_WHAT YOU HAVE TO DO_.
Copy out, from the entries below, each line that holds the string "Result".

_GIVEN DATA_.
- - - - - - -

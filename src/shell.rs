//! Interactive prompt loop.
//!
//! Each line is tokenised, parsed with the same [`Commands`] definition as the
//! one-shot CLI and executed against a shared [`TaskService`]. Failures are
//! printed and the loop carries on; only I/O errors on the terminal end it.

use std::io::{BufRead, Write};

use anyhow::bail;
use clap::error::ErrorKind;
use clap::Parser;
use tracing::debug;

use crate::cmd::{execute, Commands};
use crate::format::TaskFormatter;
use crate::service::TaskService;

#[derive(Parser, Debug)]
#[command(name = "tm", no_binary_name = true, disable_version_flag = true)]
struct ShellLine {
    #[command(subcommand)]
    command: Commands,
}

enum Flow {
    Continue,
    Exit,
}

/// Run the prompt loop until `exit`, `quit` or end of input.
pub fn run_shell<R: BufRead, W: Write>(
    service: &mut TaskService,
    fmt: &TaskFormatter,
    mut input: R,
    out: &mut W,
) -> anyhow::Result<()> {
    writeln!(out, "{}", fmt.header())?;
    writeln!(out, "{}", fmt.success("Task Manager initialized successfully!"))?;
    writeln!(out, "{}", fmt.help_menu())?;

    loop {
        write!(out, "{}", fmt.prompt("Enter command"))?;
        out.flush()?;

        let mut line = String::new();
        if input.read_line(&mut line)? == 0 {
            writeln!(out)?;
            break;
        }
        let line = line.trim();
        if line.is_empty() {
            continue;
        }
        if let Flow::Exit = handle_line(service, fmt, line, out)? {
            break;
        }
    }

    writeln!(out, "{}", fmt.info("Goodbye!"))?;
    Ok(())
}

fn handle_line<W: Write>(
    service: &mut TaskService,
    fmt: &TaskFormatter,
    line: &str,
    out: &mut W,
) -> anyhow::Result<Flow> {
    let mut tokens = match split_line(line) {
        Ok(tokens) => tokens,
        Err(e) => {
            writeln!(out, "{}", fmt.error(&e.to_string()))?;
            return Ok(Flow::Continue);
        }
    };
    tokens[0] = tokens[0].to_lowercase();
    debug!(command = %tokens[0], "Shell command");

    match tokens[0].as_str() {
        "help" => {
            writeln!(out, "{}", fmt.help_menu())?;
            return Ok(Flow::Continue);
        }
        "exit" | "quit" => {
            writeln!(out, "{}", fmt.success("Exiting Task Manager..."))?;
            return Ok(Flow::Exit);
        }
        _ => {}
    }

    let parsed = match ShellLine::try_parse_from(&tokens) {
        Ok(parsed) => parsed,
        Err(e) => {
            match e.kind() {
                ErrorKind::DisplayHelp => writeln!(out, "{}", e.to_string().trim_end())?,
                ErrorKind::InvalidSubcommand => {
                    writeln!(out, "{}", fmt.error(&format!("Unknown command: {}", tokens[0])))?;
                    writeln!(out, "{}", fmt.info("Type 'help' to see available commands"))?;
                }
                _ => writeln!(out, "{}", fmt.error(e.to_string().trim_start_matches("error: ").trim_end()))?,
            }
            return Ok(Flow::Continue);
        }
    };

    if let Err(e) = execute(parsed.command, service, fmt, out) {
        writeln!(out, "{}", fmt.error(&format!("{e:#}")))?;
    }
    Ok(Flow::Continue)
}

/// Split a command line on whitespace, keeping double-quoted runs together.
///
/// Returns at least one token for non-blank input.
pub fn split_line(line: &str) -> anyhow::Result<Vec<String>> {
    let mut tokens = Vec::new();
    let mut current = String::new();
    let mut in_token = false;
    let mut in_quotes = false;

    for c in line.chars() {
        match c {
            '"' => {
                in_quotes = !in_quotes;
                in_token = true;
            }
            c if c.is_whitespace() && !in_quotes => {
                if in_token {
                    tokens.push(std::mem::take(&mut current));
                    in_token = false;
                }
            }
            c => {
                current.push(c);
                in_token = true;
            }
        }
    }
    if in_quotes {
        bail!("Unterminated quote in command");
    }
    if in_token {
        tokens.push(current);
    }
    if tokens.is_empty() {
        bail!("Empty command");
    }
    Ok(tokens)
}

- - - - - - -

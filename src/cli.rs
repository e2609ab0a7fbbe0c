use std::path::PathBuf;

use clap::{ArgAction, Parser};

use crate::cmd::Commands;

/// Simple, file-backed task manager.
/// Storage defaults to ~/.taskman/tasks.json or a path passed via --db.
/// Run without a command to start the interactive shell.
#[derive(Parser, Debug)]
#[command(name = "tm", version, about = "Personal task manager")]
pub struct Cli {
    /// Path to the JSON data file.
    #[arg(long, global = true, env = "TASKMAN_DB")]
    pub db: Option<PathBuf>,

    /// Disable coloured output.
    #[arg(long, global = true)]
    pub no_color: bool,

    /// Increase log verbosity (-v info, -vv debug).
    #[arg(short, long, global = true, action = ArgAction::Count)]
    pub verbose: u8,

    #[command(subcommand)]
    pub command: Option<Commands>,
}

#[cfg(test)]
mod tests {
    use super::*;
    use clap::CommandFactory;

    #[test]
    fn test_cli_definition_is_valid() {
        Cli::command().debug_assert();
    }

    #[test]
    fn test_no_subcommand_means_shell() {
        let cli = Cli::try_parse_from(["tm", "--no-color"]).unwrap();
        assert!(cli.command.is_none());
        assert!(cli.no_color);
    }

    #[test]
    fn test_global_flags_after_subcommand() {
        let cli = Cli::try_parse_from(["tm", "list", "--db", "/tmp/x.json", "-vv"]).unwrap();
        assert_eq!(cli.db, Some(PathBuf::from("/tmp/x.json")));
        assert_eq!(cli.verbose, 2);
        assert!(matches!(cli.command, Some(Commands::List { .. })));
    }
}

- - - - - - -

_TASK OUTPUT_.
) -> anyhow::Result<()> {
) -> anyhow::Result<Flow> {
pub fn split_line(line: &str) -> anyhow::Result<Vec<String>> {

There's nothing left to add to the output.